The islands remained a British colony until 1962 when the country’s first governor was appointed. Queen Elizabeth of England was still the nominal ruler of the country. It became a republic completely independent from Britain on August 1, 1976. Republic Day is celebrated on September 24. This is the date that the country’s first Parliament met after it became a republic. Speeches, parades and other events that take place on Republic Day celebrate the country’s delight in being independent after 400 years of being ruled by European countries.
A speech by Trinidad and Tobago’s president is one of the events on Republic Day. Topics of these speeches include the country’s accomplishments such as becoming a self-governing nation and remaining a peaceful democracy. Presidents also mention how the citizens of Trinidad and Tobago should strive for excellence and take control of the country’s future. Some speeches include a brief summary of the country’s history with emphasis on its present status as a republic.
Food is an important part of Republic Day celebrations. Items that may be served include pasta, sour cream pancakes and soup. The soup is a traditional Caribbean dish called callaloo. It has leafy vegetables and okra. Some types of this soup may have crab, meat, chili peppers or coconut milk. Many families get together for meals on Republic Day. They may gather at someone’s house or go out to eat.
Restaurants that are open on the holiday serve Caribbean cuisine, seafood and steak. Caribbean dishes often served in the country include curried chickpeas, goat and roast eggplant. People who want something sweet can enjoy ice cream made with coconut and ginger. Fried balls of dough glazed with a chutney sauce made from tamarinds or mangoes are another dessert item popular in the country.
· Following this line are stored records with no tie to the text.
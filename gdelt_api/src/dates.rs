//! Conversions between ISO `yyyy-mm-dd` dates and GDELT's compact encodings.
//!
//! GDELT keys days as 8-digit `YYYYMMDD` values (sometimes numbers, sometimes
//! strings) and event timestamps as 14-digit `YYYYMMDDhhmmss`. Everything in
//! this module is total: input that cannot be read as a date yields `None`.

use chrono::{Duration, NaiveDate};
use serde_json::Value;

/// Strips the dashes from an ISO date: `2025-01-31` -> `20250131`.
pub fn to_compact(iso: &str) -> String {
    iso.trim().replace('-', "")
}

/// Normalizes a JSON date value (number or string) to `YYYY-MM-DD`.
pub fn to_iso(value: &Value) -> Option<String> {
    match value {
        Value::String(s) => to_iso_str(s),
        Value::Number(n) => {
            let digits = match n.as_u64() {
                Some(v) => v.to_string(),
                None => {
                    let f = n.as_f64()?;
                    if f < 0.0 || f.fract() != 0.0 || !f.is_finite() {
                        return None;
                    }
                    format!("{:.0}", f)
                }
            };
            to_iso_str(&digits)
        }
        _ => None,
    }
}

/// Normalizes a compact (8 or 14 digit) or ISO-like string to `YYYY-MM-DD`.
///
/// ISO-like input is truncated to its first 10 characters, so
/// `2025-01-03T10:00:00Z` becomes `2025-01-03`.
pub fn to_iso_str(raw: &str) -> Option<String> {
    let s = raw.trim();
    if s.is_empty() {
        return None;
    }
    if (s.len() == 8 || s.len() == 14) && s.bytes().all(|b| b.is_ascii_digit()) {
        return Some(format!("{}-{}-{}", &s[0..4], &s[4..6], &s[6..8]));
    }
    if is_iso_prefixed(s) {
        return Some(s[..10].to_string());
    }
    None
}

fn is_iso_prefixed(s: &str) -> bool {
    let b = s.as_bytes();
    b.len() >= 10
        && b[..4].iter().all(u8::is_ascii_digit)
        && b[4] == b'-'
        && b[5..7].iter().all(u8::is_ascii_digit)
        && b[7] == b'-'
        && b[8..10].iter().all(u8::is_ascii_digit)
}

/// Parses any encoding [`to_iso_str`] accepts into a calendar date.
pub fn parse_date(raw: &str) -> Option<NaiveDate> {
    let iso = to_iso_str(raw)?;
    NaiveDate::parse_from_str(&iso, "%Y-%m-%d").ok()
}

/// Calendar-day difference `b - a`. `None` if either side does not parse.
pub fn day_diff(a: &str, b: &str) -> Option<i64> {
    let a = parse_date(a)?;
    let b = parse_date(b)?;
    Some((b - a).num_days())
}

/// The `n`-day window ending on `today`, as ISO strings.
pub fn last_n_days(n: i64, today: NaiveDate) -> (String, String) {
    let from = today - Duration::days(n);
    (format_iso(from), format_iso(today))
}

/// The window of equal length immediately before `[from, to]`, shifted back
/// by the span of the window.
pub fn previous_period(from: &str, to: &str) -> Option<(String, String)> {
    let start = parse_date(from)?;
    let end = parse_date(to)?;
    let span = Duration::days((end - start).num_days());
    Some((format_iso(start - span), format_iso(end - span)))
}

fn format_iso(date: NaiveDate) -> String {
    date.format("%Y-%m-%d").to_string()
}
//! Ordered alias tables for loosely-keyed upstream records.
//!
//! The same logical field shows up under different names depending on the
//! table and API version that produced a node. Each table lists the names in
//! lookup order; the first alias that yields a usable value wins.

use gdelt_api::dates;
use gdelt_api::types::lenient_number;
use serde_json::{Map, Value};

pub const DATE_KEYS: &[&str] = &["SQLDATE", "date", "Date", "DayDate", "Day"];

pub const SOURCE_KEYS: &[&str] = &[
    "SOURCEURL",
    "SourceURL",
    "sourceUrl",
    "sourceURL",
    "source_url",
    "DocumentIdentifier",
];

pub const TITLE_KEYS: &[&str] = &[
    "DocumentTitle",
    "EventTitle",
    "title",
    "Title",
    "NormalizedTitle",
    "EnglishTitle",
    "SourceCommonName",
];

pub const TONE_KEYS: &[&str] = &["V2Tone", "Tone", "avg_sentiment", "AvgTone", "AvgSentiment"];

pub const IMPACT_KEYS: &[&str] = &["GoldsteinScale", "avg_impact", "AvgGoldstein"];

/// Names a timeline datum may carry its count under.
pub const VALUE_KEYS: &[&str] = &[
    "value",
    "Value",
    "count",
    "Count",
    "volume",
    "Volume",
    "mentions",
    "Mentions",
    "articles",
    "Articles",
    "total",
    "Total",
    "interaction_count",
    "conflict_events",
    "total_daily_articles",
    "relative_coverage",
];

/// First alias present in `record` for which `read` returns a value.
pub fn first_match<T>(
    record: &Map<String, Value>,
    keys: &[&str],
    read: impl Fn(&Value) -> Option<T>,
) -> Option<T> {
    keys.iter()
        .filter_map(|key| record.get(*key))
        .find_map(read)
}

/// The record's date as `YYYY-MM-DD`.
pub fn first_date(record: &Map<String, Value>) -> Option<String> {
    first_match(record, DATE_KEYS, dates::to_iso)
}

/// First non-blank string among `keys`, trimmed.
pub fn first_string(record: &Map<String, Value>, keys: &[&str]) -> Option<String> {
    first_match(record, keys, |value| match value {
        Value::String(s) if !s.trim().is_empty() => Some(s.trim().to_string()),
        _ => None,
    })
}

pub fn first_number(record: &Map<String, Value>, keys: &[&str]) -> Option<f64> {
    first_match(record, keys, lenient_number)
}

/// Tone, accepting GDELT 2.0's comma-separated `V2Tone` whose first field is
/// the average tone.
pub fn first_tone(record: &Map<String, Value>) -> Option<f64> {
    first_match(record, TONE_KEYS, |value| {
        lenient_number(value).or_else(|| match value {
            Value::String(s) => s
                .split(',')
                .next()?
                .trim()
                .parse::<f64>()
                .ok()
                .filter(|n| n.is_finite()),
            _ => None,
        })
    })
}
Parades to celebrate Republic Day may be held on the day itself or on the weekend before the holiday. The country’s youth organisations march in some of these parades. The Boy Scouts, the Police Youth Club and the Cadet Force are some of these organisations. The country’s young people also participate in Republic Day events at their schools the day before the holiday.
Republic Day is a public holiday, so people have time to enjoy Republic Day events or spend the day in leisure activities. Some people celebrate the day by watching horses race in the Royal Oak Derby at the Arima Race Club. A prize of over $100,000 makes this an exciting race to watch. Republic Day often falls during the country’s week-long film festival and during Trinidad’s Restaurant Week. Cycling enthusiasts can watch or take part in the Michael Phillips Republic Day Classic.